2019-03-21 05:58:45 | 時かける少女

時かける少女・44
『女子高生怪盗ミナコ・10』
  



 新潟空港から拾った車で某海岸に着いた時には、とっぷりと日が暮れていた。

「こんな所まで連れてきて、何をしようと言うのよ?」
 沈黙服従の催眠術が解かれて辻貴子議員が、意外に小さな声で聞いてきた。
 一つには庶民党党首としてのメンツ。もう一つは、女子高生の姿に戻り、すっかり少女らしい姿になったミナミとミナコへの油断からであった。

「お母さん、何を言ってるのよ、海を見たいと言ったのはお母さんじゃないの」
「そう、わたしはいつも庶民というみなさんの海の真ん中に居ります。わたしは、この海の景色が一番好きなんです! そう、前の選挙でも言ってたじゃない。だから、今日は、こうして海を見にきたんでしょ?」
「あなた達は、いったい何者なのよ?」
「それは、これからここに来るオジサンたちに聞いた方がいいわ」
「オジサン?」

 まるで、辻貴子の言葉が合図であったかのように、一人の気のよさそうなオッサンが、短くなったタバコを吹かしながら近寄ってきた。

「このあたりに、タバコ屋はないかい。これ喫ったら、タバコがきれちまうもんでね」
「オジサン、この土地の人じゃないのね、言葉に訛りがないわ」
「ああ、仕事で来てるだけなんでね」
「タバコ屋は、近くにはないわ」
「そうか、それは残念だったなあ」

 そう言うと、オッサンは、ちびたタバコを砂浜に落として踏み消した。すると、岩場の陰から五人の男が駆けてきて、あっと言う間に三人に猿ぐつわをし、二人で一人を担ぎながら、岩場に隠してあったゴムボートに乗せると、沖を目指して走り出した。
 その間、ミナミとミナコは怯えたフリ、辻貴子は分けが分からず、満足に声も出せないまま沖の母船に連れて行かれた。船にはさらに八人の男達がいるのが分かったが、ことごとく外国語だった。
 三人は、猿ぐつわだけを解かれて、手足を縛られたまま狭い船倉に放り込まれた。

「なんですか、あなた達は、こんな事をして、ただじゃ済まないわよ。わたしは……」
「その先は言わない方がよろしゅうございますよ、辻さんの身分が分かったら、あのオジサマたち、きっと辻さんを海に捨ててしまいますわよ」
 ミナミが、辻をたしなめた。
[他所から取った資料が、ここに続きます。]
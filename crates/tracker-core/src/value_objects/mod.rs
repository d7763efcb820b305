//! Value objects - immutable types that represent domain concepts

mod access;
mod ids;

pub use access::{AccessAction, AccessCutoffs, Privilege};
pub use ids::{CourseId, IdParseError, MemberId, RoleId};
//! Repository traits (ports) - define the interface for data access
//!
//! The domain layer defines what it needs, and the infrastructure layer
//! provides the implementation. Every mutation is one store transaction.

use async_trait::async_trait;

use crate::entities::{
    Association, AssociationChange, Course, Member, NewCourse, NewMember, NewRole, Role,
    RosterEntry,
};
use crate::error::DomainError;
use crate::value_objects::{CourseId, MemberId, Privilege, RoleId};

/// Result type for repository operations
pub type RepoResult<T> = Result<T, DomainError>;

// ============================================================================
// Member Repository
// ============================================================================

#[async_trait]
pub trait MemberRepository: Send + Sync {
    /// Find member by ID
    async fn find_by_id(&self, id: MemberId) -> RepoResult<Option<Member>>;

    /// Find member by name (case-insensitive)
    async fn find_by_name(&self, name: &str) -> RepoResult<Option<Member>>;

    /// Find member by email (case-insensitive)
    async fn find_by_email(&self, email: &str) -> RepoResult<Option<Member>>;

    /// List all members ordered by name
    async fn list_all(&self) -> RepoResult<Vec<Member>>;

    /// Create a new member
    async fn create(&self, member: &NewMember) -> RepoResult<Member>;

    /// Update an existing member
    async fn update(&self, member: &Member) -> RepoResult<()>;

    /// Delete a member and their associations
    async fn delete(&self, id: MemberId) -> RepoResult<()>;
}

// ============================================================================
// Course Repository
// ============================================================================

#[async_trait]
pub trait CourseRepository: Send + Sync {
    /// Find course by ID
    async fn find_by_id(&self, id: CourseId) -> RepoResult<Option<Course>>;

    /// Find the course holding a (name, code) pair (case-insensitive)
    async fn find_by_name_and_code(&self, name: &str, code: &str) -> RepoResult<Option<Course>>;

    /// List all courses ordered by name
    async fn list_all(&self) -> RepoResult<Vec<Course>>;

    /// List courses the member holds a role in
    async fn list_for_member(&self, member_id: MemberId) -> RepoResult<Vec<Course>>;

    /// Create a course, optionally granting `owner` its role in the same transaction
    async fn create(
        &self,
        course: &NewCourse,
        owner: Option<(RoleId, MemberId)>,
    ) -> RepoResult<Course>;

    /// Update an existing course
    async fn update(&self, course: &Course) -> RepoResult<()>;

    /// Delete a course and its associations
    async fn delete(&self, id: CourseId) -> RepoResult<()>;
}

// ============================================================================
// Role Repository
// ============================================================================

#[async_trait]
pub trait RoleRepository: Send + Sync {
    /// Find role by ID
    async fn find_by_id(&self, id: RoleId) -> RepoResult<Option<Role>>;

    /// Find role by name (case-insensitive)
    async fn find_by_name(&self, name: &str) -> RepoResult<Option<Role>>;

    /// Find role by privilege level
    async fn find_by_privilege(&self, privilege: Privilege) -> RepoResult<Option<Role>>;

    /// List all roles ordered by privilege
    async fn list_all(&self) -> RepoResult<Vec<Role>>;

    /// Create a new role
    async fn create(&self, role: &NewRole) -> RepoResult<Role>;

    /// Update an existing role
    async fn update(&self, role: &Role) -> RepoResult<()>;

    /// Delete a role and every association granting it
    async fn delete(&self, id: RoleId) -> RepoResult<()>;
}

// ============================================================================
// Association Repository
// ============================================================================

#[async_trait]
pub trait AssociationRepository: Send + Sync {
    /// Find the row linking a member to a course
    async fn find(&self, course_id: CourseId, member_id: MemberId)
        -> RepoResult<Option<Association>>;

    /// Privilege of the role the member holds in the course, if any
    async fn privilege_of(
        &self,
        course_id: CourseId,
        member_id: MemberId,
    ) -> RepoResult<Option<Privilege>>;

    /// Every member with their role in the course; members without a row are Unassigned
    async fn roster(&self, course_id: CourseId) -> RepoResult<Vec<RosterEntry>>;

    /// All rows for a member
    async fn find_by_member(&self, member_id: MemberId) -> RepoResult<Vec<Association>>;

    /// Apply a batch of changes to one course in a single transaction
    async fn apply(&self, course_id: CourseId, changes: &[AssociationChange]) -> RepoResult<()>;
}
ミナコは手足の縛めを自分で解いて、小さく伸びをした。
「辻のオバサン、否定したい気持ちはよく分かるんだけど、これは、辻さんが一番否定したい現実なの。それ分かっていただくために、新潟まで来て頂いたの。猿ぐつわを解いたのは分かる?」
「女性に、度を超した乱暴はしないからでしょ!」
 ミナミとミナコは品の違いはあるが、笑い出した。
「猿ぐつわしたままだと、船酔いしてゲロ吐いちゃったら窒息しかねないでしょ。生きて連れて帰らなきゃ意味無いから。もちろん庶民党の辻さんなんて、大物連れて行く気はないから、ばれたら命はありません。ミナミさん、用意はいい?」
「よろしくてよ、この向こうがキャビン。男が一人眠ってるから、その人は、そのまま眠らせて。わたくしは、先に船内を歩き回って、残りのオジサマたちに正しいシバリ方を教えてあげます」
「OK、あたしは右舷の方から、落ち合うのはブリッジということで」
「じゃ……」
 一瞬閃光が走り、薄い鉄の壁に人がやっと通れる穴が開いた。ライオンさんの火の輪くぐりのようにキャビンに躍り出ると、ミナコは一瞬のうちにオッサンを縛り上げ、猿ぐつわをした。
「ゲロ吐くんじゃないわよ、窒息するから……ムリムリ、甲賀流の緊縛術、あんたには解けないわよ」
 そして、右舷側に回り、出くわしたオッサン五人を、同様に縛り上げた。六人目はデッキにいた。海岸で声をかけてきたオッサンだ。
「タバコ喫うなら、日本製にしなよね。煙の臭いでバレてたよ」

「乗員全員確保、異常なし」

 そう、ブリッジで声をかけあって終了。そのあと新潟の海保に無線連絡をして、引き取りにきてもらうことにした。

「ち、あれだけのことをやったのに完全に無かったことにされちゃったね」
「でも、痛手は相当のものよ。庶民党は、立ち上がれないでしょうし、来年あたりには内閣が直接うごくわ。事の顛末は、ぼかし抜きで、またJRのCMの間に挟んでおくわ」
「じゃ、また機会があったら、いっしょに仕事しよう」
 これだけの内容を読心術を使って交わしたあと、渋谷の駅のホームの上りと下りに別れていった二人の泥棒娘であった。